### Stored data
== == ==

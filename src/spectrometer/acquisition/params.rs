use chrono::{DateTime, Local};
use serde::{Deserialize, Serialize};

use crate::spectrometer::acquisition::timing::ProcessTimings;
use crate::spectrometer::calibration::CalibrationAnchors;
use crate::spectrometer::camera::{Exposure, Resolution, Rotation};
use crate::spectrometer::extraction::SpectrumTrace;
use crate::spectrometer::image::{CropBox, Rgb, RgbImageData};
use crate::spectrometer::overlay::OverlayParams;
use crate::spectrometer::persistence::ExperimentMetadata;

/// Capture timestamp format used in file names and reports.
pub const STAMP_FORMAT: &str = "%Y%m%d-%H%M%S";

/// Everything the operator can set between measurements.
#[derive(Debug, Clone, PartialEq, Serialize, Deserialize)]
pub struct AcquisitionParams {
    pub exposure: Exposure,
    /// Camera mount rotation, applied by the camera itself.
    pub rotation: Rotation,
    /// Free angle in degrees (counter-clockwise) applied to the still before cropping.
    pub fine_angle: f64,
    pub crop: CropBox,
    pub calibration: CalibrationAnchors,
    pub metadata: ExperimentMetadata,
    /// Colour of the light indicator while measuring.
    pub light_color: Rgb,
}

impl AcquisitionParams {
    pub fn for_resolution(resolution: Resolution) -> Self {
        Self {
            exposure: Exposure::default(),
            rotation: Rotation::default(),
            fine_angle: 0.0,
            crop: CropBox::full(resolution.width as usize, resolution.height as usize),
            calibration: CalibrationAnchors::default(),
            metadata: ExperimentMetadata::default(),
            light_color: Rgb::new(255, 255, 255),
        }
    }

    pub fn overlay_params(&self, status: Option<String>) -> OverlayParams {
        OverlayParams {
            crop: Some(self.crop),
            pixel1: Some(self.calibration.pixel1),
            pixel2: Some(self.calibration.pixel2),
            status,
        }
    }

    /// Light source text for the report; names the indicator colour when the
    /// operator left it empty and an indicator is fitted.
    pub fn light_description(&self, indicator_present: bool) -> String {
        let typed = self.metadata.light_source.trim();
        if typed.is_empty() && indicator_present {
            format!("NeoPixel - {}", self.light_color)
        } else {
            typed.to_string()
        }
    }
}

impl Default for AcquisitionParams {
    fn default() -> Self {
        Self::for_resolution(Resolution::default())
    }
}

/// A still as delivered by the camera, with its capture time.
#[derive(Debug, Clone)]
pub struct Capture {
    pub taken_at: DateTime<Local>,
    pub stamp: String,
    pub image: RgbImageData,
}

impl Capture {
    pub fn new(taken_at: DateTime<Local>, image: RgbImageData) -> Self {
        Self {
            stamp: taken_at.format(STAMP_FORMAT).to_string(),
            taken_at,
            image,
        }
    }
}

/// Result of processing one capture.
#[derive(Debug, Clone)]
pub struct Measurement {
    pub stamp: String,
    pub raw: RgbImageData,
    /// Cropped and brightness-normalised image the trace was taken from.
    pub processed: RgbImageData,
    pub trace: SpectrumTrace,
    pub scale_factor: u32,
    pub timings: ProcessTimings,
}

== == ==

### What you have to do
Among the records, find each line where the word "typed" occurs, and copy it.

### Task result
        let typed = self.metadata.light_source.trim();
        if typed.is_empty() && indicator_present {
            typed.to_string()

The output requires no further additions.